The Paris Gregory (BnF Grec 510) is an illuminated manuscript of the Homilies of Gregory of Nazianzus commissioned in Constantinople by Patriarch Photios I as a commemoration to the emperor Basil I between 879 and 883. The illustrations from the manuscript are held today in the Bibliothèque nationale de France in Paris as part of their collection of Greek manuscripts.
The Homilies of Gregory was commissioned as a gift for emperor Basil I by the Patriarch of Constantinople Photios I, to both celebrate the triumph of Orthodoxy and to praise the reign of Basil I. The focus on St. Gregory, a fourth century archbishop of Constantinople, is a very deliberate decision made by Photios, who, being a highly educated man was well aware of the connotation of wisdom and devout faith that would be drawn by having a commemorative piece made focusing on the famous homilies delivered by St. Gregory in Nazianzus. Some have speculated as to the reason for devoting a manuscript to an emperor who was most likely illiterate, but the formality of the gesture, and intricate design of the work lend to the idea that this was done as a celebratory gift, and not something Basil I would have actually have been expected to read. Although the high quality of this manuscript does also suggest that it was in fact meant to be enjoyed by patriarchal circles who could read it, and not just the emperor.

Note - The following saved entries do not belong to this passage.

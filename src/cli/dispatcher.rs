use anyhow::{Result, anyhow};

use crate::cli::{handlers, session::Session};

// --- Command Definition and Registry ---

/// Defines a system command, its aliases, and its handler.
struct CommandDefinition {
    name: &'static str,
    aliases: &'static [&'static str],
    handler: fn(Vec<String>, &mut Session) -> Result<()>,
}

/// The single source of truth for all commands.
static COMMAND_REGISTRY: &[CommandDefinition] = &[
    CommandDefinition {
        name: "create",
        aliases: &["new", "add"],
        handler: handlers::create::handle,
    },
    CommandDefinition {
        name: "credential",
        aliases: &["cred"],
        handler: handlers::credential::handle,
    },
    CommandDefinition {
        name: "delete",
        aliases: &["del", "rm"],
        handler: handlers::delete::handle,
    },
    CommandDefinition {
        name: "list",
        aliases: &["ls"],
        handler: handlers::list::handle,
    },
    CommandDefinition {
        name: "show",
        aliases: &["get", "info"],
        handler: handlers::show::handle,
    },
    CommandDefinition {
        name: "theme",
        aliases: &[],
        handler: handlers::theme::handle,
    },
    CommandDefinition {
        name: "tree",
        aliases: &[],
        handler: handlers::tree::handle,
    },
    CommandDefinition {
        name: "use",
        aliases: &["switch"],
        handler: handlers::use_context::handle,
    },
];

/// Finds a command definition in the registry by its name or alias.
fn find_command(name: &str) -> Option<&'static CommandDefinition> {
    COMMAND_REGISTRY
        .iter()
        .find(|cmd| cmd.name == name || cmd.aliases.contains(&name))
}

/// Runs `devtree <command> [args...]`: opens the session, runs the handler
/// and saves whatever it changed.
pub fn dispatch(all_args: Vec<String>) -> Result<()> {
    log::debug!("Dispatching args: {:?}", all_args);

    let Some((name, rest)) = all_args.split_first() else {
        println!("{}", t!("cli.no_command"));
        return Ok(());
    };

    let command = find_command(name)
        .ok_or_else(|| anyhow!(t!("error.unknown_command"), name = name))?;

    let mut session = Session::open()?;
    (command.handler)(rest.to_vec(), &mut session)?;
    session.save()
}
// src/cli/handlers/commons.rs

// Shared argument groups and helpers used by several handlers.

use anyhow::{Result, anyhow};
use clap::{Args, ValueEnum};
use colored::Colorize;

use crate::{
    cli::session::Session,
    constants::PATH_SEPARATOR,
    core::{
        entity_resolver::{AmbiguousError, EntityResolver, ResolveError},
        filter::ResolutionFilter,
        store::HierarchyStore,
    },
    models::{Level, ResolutionTrace, ResolvedPath, ScopeRef},
};

/// Name filter flags. Every flag left out matches any name.
#[derive(Args, Debug, Default, Clone)]
pub struct FilterArgs {
    /// Ecosystem name.
    #[arg(long, short = 'e')]
    pub ecosystem: Option<String>,
    /// Domain name.
    #[arg(long, short = 'd')]
    pub domain: Option<String>,
    /// App name.
    #[arg(long, short = 'a')]
    pub app: Option<String>,
    /// Workspace name.
    #[arg(long, short = 'w')]
    pub workspace: Option<String>,
}

impl FilterArgs {
    pub fn to_filter(&self) -> ResolutionFilter {
        ResolutionFilter::new(
            self.ecosystem.clone(),
            self.domain.clone(),
            self.app.clone(),
            self.workspace.clone(),
        )
    }
}

/// Selects the entity an override is written to.
#[derive(Args, Debug, Default, Clone)]
pub struct TargetArgs {
    /// Entity path, e.g. `healthcare/backend`. Its depth gives the level.
    #[arg(long)]
    pub at: Option<String>,
    /// Level of the active selection to use when `--at` is omitted.
    #[arg(long, short = 'l')]
    pub level: Option<Level>,
}

#[derive(ValueEnum, Debug, Clone, Copy, Default, PartialEq, Eq)]
pub enum OutputFormat {
    #[default]
    Text,
    Json,
}

/// Resolves the workspace a command should act on: the filter when one is
/// given, the active selection otherwise.
pub fn resolve_workspace(session: &Session, filter_args: &FilterArgs) -> Result<ResolvedPath> {
    let filter = filter_args.to_filter();
    if filter.is_empty() {
        return active_path(session);
    }
    Ok(EntityResolver::new(&session.store).resolve(&filter)?)
}

/// The full path of the active selection.
pub fn active_path(session: &Session) -> Result<ResolvedPath> {
    session
        .context
        .current_path(&session.store)?
        .ok_or_else(|| anyhow!(t!("error.no_active_context")))
}

/// Resolves an entity from an explicit path, or from the active selection.
///
/// With both a path and a level, the path must point at that level.
pub fn resolve_scope(session: &Session, path: Option<&str>, level: Option<Level>) -> Result<ScopeRef> {
    match path {
        Some(path) => {
            let scope = find_scope_by_path(&session.store, path)?;
            if let Some(expected) = level
                && expected != scope.level
            {
                return Err(anyhow!(
                    t!("error.path_level_mismatch"),
                    path = path,
                    expected = expected,
                    actual = scope.level
                ));
            }
            Ok(scope)
        }
        None => {
            let active = active_path(session)?;
            Ok(active.scope_at(level.unwrap_or(Level::Workspace)))
        }
    }
}

/// Looks up an entity by its slash-separated names, root first.
pub fn find_scope_by_path<S: HierarchyStore + ?Sized>(store: &S, path: &str) -> Result<ScopeRef> {
    let names: Vec<&str> = path
        .split(PATH_SEPARATOR)
        .map(str::trim)
        .filter(|n| !n.is_empty())
        .collect();
    let not_found = || anyhow!(t!("error.path_not_found"), path = path);

    let mut names = names.into_iter();
    let first = names.next().ok_or_else(not_found)?;
    let ecosystem = store.find_ecosystem_by_name(first)?.ok_or_else(not_found)?;
    let mut scope = ScopeRef::new(Level::Ecosystem, ecosystem.id);

    for name in names {
        scope = match scope.level {
            Level::Ecosystem => {
                let domain = store.find_domain_by_name(scope.id, name)?.ok_or_else(not_found)?;
                ScopeRef::new(Level::Domain, domain.id)
            }
            Level::Domain => {
                let app = store.find_app_by_name(scope.id, name)?.ok_or_else(not_found)?;
                ScopeRef::new(Level::App, app.id)
            }
            Level::App => {
                let ws = store.find_workspace_by_name(scope.id, name)?.ok_or_else(not_found)?;
                ScopeRef::new(Level::Workspace, ws.id)
            }
            Level::Workspace => return Err(anyhow!(t!("error.path_too_deep"), path = path)),
        };
    }
    Ok(scope)
}

/// Slash-joined names from the ecosystem down to `scope`.
pub fn display_path<S: HierarchyStore + ?Sized>(store: &S, scope: ScopeRef) -> Result<String> {
    let mut names = Vec::new();
    let mut next = Some(scope);
    while let Some(current) = next {
        let (name, parent) = store.describe(current)?;
        names.push(name);
        next = parent;
    }
    names.reverse();
    Ok(names.join(PATH_SEPARATOR))
}

/// Prints a cascade trace, one line per consulted layer.
pub fn print_trace(trace: &ResolutionTrace) {
    for step in &trace.steps {
        let value = match (&step.value, &step.error) {
            (_, Some(error)) => error.red().to_string(),
            (Some(value), None) => value.green().to_string(),
            (None, None) => "-".dimmed().to_string(),
        };
        let marker = if step.found { "✔".green() } else { " ".normal() };
        println!(
            "    {} {:<12} {:<20} {}",
            marker,
            step.level.to_string().blue(),
            step.entity_name,
            value
        );
    }
}

/// Hides a secret, keeping only its length class.
pub fn mask(value: &str) -> String {
    if value.chars().count() <= 4 {
        "****".to_string()
    } else {
        "********".to_string()
    }
}

/// Prints guidance for an ambiguous or unmatched filter.
///
/// # Returns
/// `true` if `err` was a resolution error and has been reported.
pub fn report_resolution_error(err: &anyhow::Error) -> bool {
    if let Some(ambiguous) = find_ambiguity(err) {
        eprintln!("\n{}: {}", t!("common.ambiguous").yellow().bold(), ambiguous);
        eprint!("{}", ambiguous.format_disambiguation());
        eprintln!("\n{}", t!("hint.refine_filter").dimmed());
        return true;
    }
    if crate::core::entity_resolver::is_not_found_error(err) {
        eprintln!("\n{}: {}", t!("common.not_found").yellow().bold(), err);
        eprintln!("{}", t!("hint.use_list").dimmed());
        return true;
    }
    false
}

fn find_ambiguity(err: &anyhow::Error) -> Option<&AmbiguousError> {
    err.chain().find_map(|cause| {
        cause
            .downcast_ref::<AmbiguousError>()
            .or_else(|| match cause.downcast_ref::<ResolveError>() {
                Some(ResolveError::Ambiguous(ambiguous)) => Some(ambiguous),
                _ => None,
            })
    })
}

The Homilies are considered by many art historians to be one of the most well preserved and carefully designed Byzantine manuscripts to survive the period immediately following Iconoclasm. Created as a celebration of the triumph of Orthodoxy over Iconoclasm, this manuscript's elaborate design and level of sophistication strongly suggests that it was designed and created in Constantinople by professional artists. Though the text itself is actually a series of homilies delivered by Gregory from the fourth century, many of the illustrations bordering the text have nothing to do directly with sermons themselves, and actually serve as contextual backdrop orchestrated by Photios, to draw parallels between the fall of Iconoclasm and the enduring faith of Greek Orthodoxy. For instance, the council of 381 is illustrated several times throughout the condemnation of the Arian heretics, despite the fact that St. Gregory was never present at that particular meeting. Important segments of text meant to be read carefully are punctuated with large golden symbols, and the paintings throughout are done using colorful tempera. There are also images depicting the raising of Lazarus, the burning bush, Moses and even Gregory with his father in Nanzianzus. These paintings are all done in the quintessential mid-Byzantine style with elongated and stylized proportions on the figures, and heavy symbolism used throughout. This obscure style lends to the idea that Photios was communicating on a level of subtext rather than just completely derivative interpretation.
Though the focus of the manuscript is on the homilies delivered by St. Gregory, the political message being delivered is much more open to interpretation. The parallel between the Arian and Macedonian heresy being carried out in the fourth century, and the tensions rising between the Latin and Orthodox interpretations of the Holy Spirit at the time the manuscript was created is apparent from the offset. Photios was virulently opposed to the Latin interpretation of divinity and was trying to cement the tried and tested wisdom of the eastern Orthodoxy by using the sermons of Gregory, a fellow patriarch who stood defiantly against the rule of Julian, a non-Christian emperor of the fourth century. St. Gregory, who was often depicted with a spade shaped beard and grey hair, was to be a remarkably wise and patient man by his predecessors. Using him as the source material to celebrate Basil I was a way of drawing a correlation between conventional wisdom, and a new emperor who was considered by many to be a true successor to Justinian.